BEGIN Given records

//! Execution creation, composition, control and introspection.

use std::ffi::{c_char, c_int};
use std::path::Path;
use std::sync::Arc;

use parking_lot::Mutex;
use tracing::debug;

use cosim_core::{
    CosimResult, Duration, ScalarValue, SlaveIndex, TimePoint, ValueReference, VariableId, VariableType,
};
use cosim_engine::{ExecutionOverrides, FixedStepAlgorithm};

use crate::algorithm::ALGORITHMS;
use crate::boundary::{self, FAILURE, c_str, call, out, slice_mut};
use crate::execution::{EXECUTIONS, ExecutionControl};
use crate::manipulator::MANIPULATORS;
use crate::marshal::{count, describe, variable_id_to_c, write_name};
use crate::observer::OBSERVERS;
use crate::registry::{AlgorithmHandle, ExecutionHandle, ManipulatorHandle, ObserverHandle, SlaveHandle};
use crate::slave::SLAVES;
use crate::types::{CosimExecutionStatus, CosimSlaveInfo, CosimVariableDescription, CosimVariableId};

// ── Creation ─────────────────────────────────────────────────────────────────

/// A fixed-step execution starting at `start_time` (ns) with steps of
/// `step_size` (ns).
#[unsafe(no_mangle)]
pub extern "C" fn cosim_execution_create(start_time: i64, step_size: i64) -> ExecutionHandle {
    call(ExecutionHandle::NULL, || {
        let algorithm = Arc::new(Mutex::new(FixedStepAlgorithm::new(Duration(step_size))?));
        Ok(EXECUTIONS.insert(ExecutionControl::with_algorithm(TimePoint(start_time), algorithm)))
    })
}

/// An execution driven by a previously created algorithm.
#[unsafe(no_mangle)]
pub extern "C" fn cosim_execution_create_v2(start_time: i64, algorithm: AlgorithmHandle) -> ExecutionHandle {
    call(ExecutionHandle::NULL, || {
        let algorithm = ALGORITHMS.get(algorithm)?.shared();
        Ok(EXECUTIONS.insert(ExecutionControl::with_algorithm(TimePoint(start_time), algorithm)))
    })
}

/// # Safety
/// `config_path` must be null or a NUL-terminated string.
unsafe fn from_config(config_path: *const c_char, overrides: ExecutionOverrides) -> CosimResult<ExecutionHandle> {
    // SAFETY: forwarded caller contract.
    let path = unsafe { c_str(config_path, "configPath")? };
    Ok(EXECUTIONS.insert(ExecutionControl::from_config(Path::new(path), overrides)?))
}

/// An execution built from a system-structure file, or a directory holding
/// `SystemStructure.toml`.  `start_time` is used only if
/// `start_time_defined`.
///
/// # Safety
/// `config_path` must be null or a NUL-terminated string.
#[unsafe(no_mangle)]
pub unsafe extern "C" fn cosim_config_execution_create(
    config_path:        *const c_char,
    start_time_defined: bool,
    start_time:         i64,
) -> ExecutionHandle {
    call(ExecutionHandle::NULL, || {
        let overrides = ExecutionOverrides {
            start_time: start_time_defined.then_some(TimePoint(start_time)),
            step_size:  None,
        };
        // SAFETY: forwarded caller contract.
        unsafe { from_config(config_path, overrides) }
    })
}

/// As [`cosim_config_execution_create`], with a fixed step of `step_size`
/// (ns) replacing the file's algorithm.
///
/// # Safety
/// `config_path` must be null or a NUL-terminated string.
#[unsafe(no_mangle)]
pub unsafe extern "C" fn cosim_config_fixed_step_execution_create(
    config_path:        *const c_char,
    start_time_defined: bool,
    start_time:         i64,
    step_size:          i64,
) -> ExecutionHandle {
    call(ExecutionHandle::NULL, || {
        let overrides = ExecutionOverrides {
            start_time: start_time_defined.then_some(TimePoint(start_time)),
            step_size:  Some(Duration(step_size)),
        };
        // SAFETY: forwarded caller contract.
        unsafe { from_config(config_path, overrides) }
    })
}

/// Stop (joining any background run) and release an execution.  A failure
/// of the background run is discarded.
#[unsafe(no_mangle)]
pub extern "C" fn cosim_execution_destroy(execution: ExecutionHandle) -> c_int {
    boundary::status(|| {
        if let Some(control) = EXECUTIONS.remove(execution)? {
            if let Err(e) = control.stop() {
                debug!(error = %e, "execution destroyed after a failed run");
            }
        }
        Ok(())
    })
}

// ── Composition ──────────────────────────────────────────────────────────────

/// Move the slave's instance into the execution.  Returns its slave index,
/// or -1.
#[unsafe(no_mangle)]
pub extern "C" fn cosim_execution_add_slave(execution: ExecutionHandle, slave: SlaveHandle) -> c_int {
    call(FAILURE, || {
        let (control, slave) = (EXECUTIONS.get(execution)?, SLAVES.get(slave)?);
        Ok(control.add_slave(&slave)?.0)
    })
}

#[unsafe(no_mangle)]
pub extern "C" fn cosim_execution_add_observer(execution: ExecutionHandle, observer: ObserverHandle) -> c_int {
    boundary::status(|| {
        let (control, observer) = (EXECUTIONS.get(execution)?, OBSERVERS.get(observer)?);
        control.add_observer(observer.attach()?);
        Ok(())
    })
}

#[unsafe(no_mangle)]
pub extern "C" fn cosim_execution_add_manipulator(execution: ExecutionHandle, manipulator: ManipulatorHandle) -> c_int {
    boundary::status(|| {
        let (control, manipulator) = (EXECUTIONS.get(execution)?, MANIPULATORS.get(manipulator)?);
        control.add_manipulator(manipulator.attach()?);
        Ok(())
    })
}

fn connect(
    execution:    ExecutionHandle,
    kind:         VariableType,
    output_slave: c_int,
    output_vr:    u32,
    input_slave:  c_int,
    input_vr:     u32,
) -> c_int {
    boundary::status(|| {
        EXECUTIONS.get(execution)?.connect(
            VariableId::new(SlaveIndex(output_slave), kind, ValueReference(output_vr)),
            VariableId::new(SlaveIndex(input_slave), kind, ValueReference(input_vr)),
        )
    })
}

#[unsafe(no_mangle)]
pub extern "C" fn cosim_execution_connect_real_variables(
    execution:    ExecutionHandle,
    output_slave: c_int,
    output_vr:    u32,
    input_slave:  c_int,
    input_vr:     u32,
) -> c_int {
    connect(execution, VariableType::Real, output_slave, output_vr, input_slave, input_vr)
}

#[unsafe(no_mangle)]
pub extern "C" fn cosim_execution_connect_integer_variables(
    execution:    ExecutionHandle,
    output_slave: c_int,
    output_vr:    u32,
    input_slave:  c_int,
    input_vr:     u32,
) -> c_int {
    connect(execution, VariableType::Integer, output_slave, output_vr, input_slave, input_vr)
}

#[unsafe(no_mangle)]
pub extern "C" fn cosim_execution_connect_boolean_variables(
    execution:    ExecutionHandle,
    output_slave: c_int,
    output_vr:    u32,
    input_slave:  c_int,
    input_vr:     u32,
) -> c_int {
    connect(execution, VariableType::Boolean, output_slave, output_vr, input_slave, input_vr)
}

#[unsafe(no_mangle)]
pub extern "C" fn cosim_execution_connect_string_variables(
    execution:    ExecutionHandle,
    output_slave: c_int,
    output_vr:    u32,
    input_slave:  c_int,
    input_vr:     u32,
) -> c_int {
    connect(execution, VariableType::String, output_slave, output_vr, input_slave, input_vr)
}

fn set_initial(execution: ExecutionHandle, slave: c_int, vr: u32, value: impl FnOnce() -> CosimResult<ScalarValue>) -> c_int {
    boundary::status(|| EXECUTIONS.get(execution)?.set_initial_value(SlaveIndex(slave), ValueReference(vr), value()?))
}

/// Initial values may only be set before the first step.
#[unsafe(no_mangle)]
pub extern "C" fn cosim_execution_set_real_initial_value(execution: ExecutionHandle, slave: c_int, vr: u32, value: f64) -> c_int {
    set_initial(execution, slave, vr, || Ok(ScalarValue::Real(value)))
}

#[unsafe(no_mangle)]
pub extern "C" fn cosim_execution_set_integer_initial_value(
    execution: ExecutionHandle,
    slave:     c_int,
    vr:        u32,
    value:     c_int,
) -> c_int {
    set_initial(execution, slave, vr, || Ok(ScalarValue::Integer(value)))
}

#[unsafe(no_mangle)]
pub extern "C" fn cosim_execution_set_boolean_initial_value(
    execution: ExecutionHandle,
    slave:     c_int,
    vr:        u32,
    value:     bool,
) -> c_int {
    set_initial(execution, slave, vr, || Ok(ScalarValue::Boolean(value)))
}

/// # Safety
/// `value` must be null or a NUL-terminated string.
#[unsafe(no_mangle)]
pub unsafe extern "C" fn cosim_execution_set_string_initial_value(
    execution: ExecutionHandle,
    slave:     c_int,
    vr:        u32,
    value:     *const c_char,
) -> c_int {
    set_initial(execution, slave, vr, || {
        // SAFETY: forwarded caller contract.
        let value = unsafe { c_str(value, "value")? };
        Ok(ScalarValue::String(value.to_owned()))
    })
}

// ── Control ──────────────────────────────────────────────────────────────────

/// Advance exactly `num_steps` steps on the calling thread.
#[unsafe(no_mangle)]
pub extern "C" fn cosim_execution_step(execution: ExecutionHandle, num_steps: usize) -> c_int {
    boundary::status(|| EXECUTIONS.get(execution)?.step(num_steps))
}

/// Run on the calling thread until `target_time` (ns).  Returns 1 if it was
/// reached, 0 if the run was stopped first, -1 on error.
#[unsafe(no_mangle)]
pub extern "C" fn cosim_execution_simulate_until(execution: ExecutionHandle, target_time: i64) -> c_int {
    call(FAILURE, || Ok(c_int::from(EXECUTIONS.get(execution)?.simulate_until(TimePoint(target_time))?)))
}

/// Run in a background thread until `cosim_execution_stop`.
#[unsafe(no_mangle)]
pub extern "C" fn cosim_execution_start(execution: ExecutionHandle) -> c_int {
    boundary::status(|| EXECUTIONS.get(execution)?.start())
}

/// Stop a background run and wait for it; fails with the run's error if
/// it had one.
#[unsafe(no_mangle)]
pub extern "C" fn cosim_execution_stop(execution: ExecutionHandle) -> c_int {
    boundary::status(|| EXECUTIONS.get(execution)?.stop())
}

/// Fill `status`.  Fails if a background run has failed; `status` is still
/// filled in that case.
///
/// # Safety
/// `status` must be null or point to a writable `cosim_execution_status`.
#[unsafe(no_mangle)]
pub unsafe extern "C" fn cosim_execution_get_status(
    execution: ExecutionHandle,
    status:    *mut CosimExecutionStatus,
) -> c_int {
    boundary::status(|| {
        let control = EXECUTIONS.get(execution)?;
        // SAFETY: forwarded caller contract.
        control.status(unsafe { out(status, "status")? })
    })
}

// ── Real-time pacing ─────────────────────────────────────────────────────────

#[unsafe(no_mangle)]
pub extern "C" fn cosim_execution_enable_real_time_simulation(execution: ExecutionHandle) -> c_int {
    boundary::status(|| {
        EXECUTIONS.get(execution)?.enable_real_time();
        Ok(())
    })
}

#[unsafe(no_mangle)]
pub extern "C" fn cosim_execution_disable_real_time_simulation(execution: ExecutionHandle) -> c_int {
    boundary::status(|| {
        EXECUTIONS.get(execution)?.disable_real_time();
        Ok(())
    })
}

#[unsafe(no_mangle)]
pub extern "C" fn cosim_execution_set_real_time_factor_target(execution: ExecutionHandle, real_time_factor: f64) -> c_int {
    boundary::status(|| EXECUTIONS.get(execution)?.set_real_time_factor_target(real_time_factor))
}

#[unsafe(no_mangle)]
pub extern "C" fn cosim_execution_set_steps_to_monitor(execution: ExecutionHandle, steps_to_monitor: c_int) -> c_int {
    boundary::status(|| EXECUTIONS.get(execution)?.set_steps_to_monitor(steps_to_monitor))
}

// ── Introspection ────────────────────────────────────────────────────────────

/// Number of slaves, or 0 on error.
#[unsafe(no_mangle)]
pub extern "C" fn cosim_execution_get_num_slaves(execution: ExecutionHandle) -> usize {
    call(0, || Ok(EXECUTIONS.get(execution)?.slave_count()))
}

/// Write up to `num_slaves` slave infos, sorted by name.
///
/// # Safety
/// `infos` must point to `num_slaves` writable `cosim_slave_info`s.
#[unsafe(no_mangle)]
pub unsafe extern "C" fn cosim_execution_get_slave_infos(
    execution:  ExecutionHandle,
    infos:      *mut CosimSlaveInfo,
    num_slaves: usize,
) -> c_int {
    boundary::status(|| {
        let control = EXECUTIONS.get(execution)?;
        // SAFETY: forwarded caller contract.
        let infos = unsafe { slice_mut(infos, num_slaves, "infos")? };
        for (info, (name, index)) in infos.iter_mut().zip(control.slave_infos()) {
            write_name(&mut info.name, &name);
            info.index = index.0;
        }
        Ok(())
    })
}

/// Number of variables of a slave, or -1.
#[unsafe(no_mangle)]
pub extern "C" fn cosim_slave_get_num_variables(execution: ExecutionHandle, slave: c_int) -> c_int {
    call(FAILURE, || {
        let model = EXECUTIONS.get(execution)?.model_description(SlaveIndex(slave))?;
        Ok(count(model.variables.len()))
    })
}

/// Write up to `num_variables` variable descriptions.  Returns the number
/// written, or -1.
///
/// # Safety
/// `variables` must point to `num_variables` writable
/// `cosim_variable_description`s.
#[unsafe(no_mangle)]
pub unsafe extern "C" fn cosim_slave_get_variables(
    execution:     ExecutionHandle,
    slave:         c_int,
    variables:     *mut CosimVariableDescription,
    num_variables: usize,
) -> c_int {
    call(FAILURE, || {
        let model = EXECUTIONS.get(execution)?.model_description(SlaveIndex(slave))?;
        // SAFETY: forwarded caller contract.
        let out = unsafe { slice_mut(variables, num_variables, "variables")? };
        let mut written = 0;
        for (slot, variable) in out.iter_mut().zip(&model.variables) {
            *slot = describe(variable);
            written += 1;
        }
        Ok(count(written))
    })
}

/// Number of variables with an active override, or -1.
#[unsafe(no_mangle)]
pub extern "C" fn cosim_get_num_modified_variables(execution: ExecutionHandle) -> c_int {
    call(FAILURE, || Ok(count(EXECUTIONS.get(execution)?.modified_variables().len())))
}

/// Write up to `num_variables` ids of overridden variables.  Returns the
/// number written, or -1.
///
/// # Safety
/// `ids` must point to `num_variables` writable `cosim_variable_id`s.
#[unsafe(no_mangle)]
pub unsafe extern "C" fn cosim_get_modified_variables(
    execution:     ExecutionHandle,
    ids:           *mut CosimVariableId,
    num_variables: usize,
) -> c_int {
    call(FAILURE, || {
        let modified = EXECUTIONS.get(execution)?.modified_variables();
        // SAFETY: forwarded caller contract.
        let out = unsafe { slice_mut(ids, num_variables, "ids")? };
        let n = modified.len().min(out.len());
        for (slot, id) in out.iter_mut().zip(modified) {
            *slot = variable_id_to_c(id);
        }
        Ok(count(n))
    })
}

END Given records

-- What the task asks --
Which lines of the records above contain the word "written"? Copy each of them.

-- Reply to the exercise --
/// written, or -1.
        let mut written = 0;
            written += 1;
        Ok(count(written))
/// number written, or -1.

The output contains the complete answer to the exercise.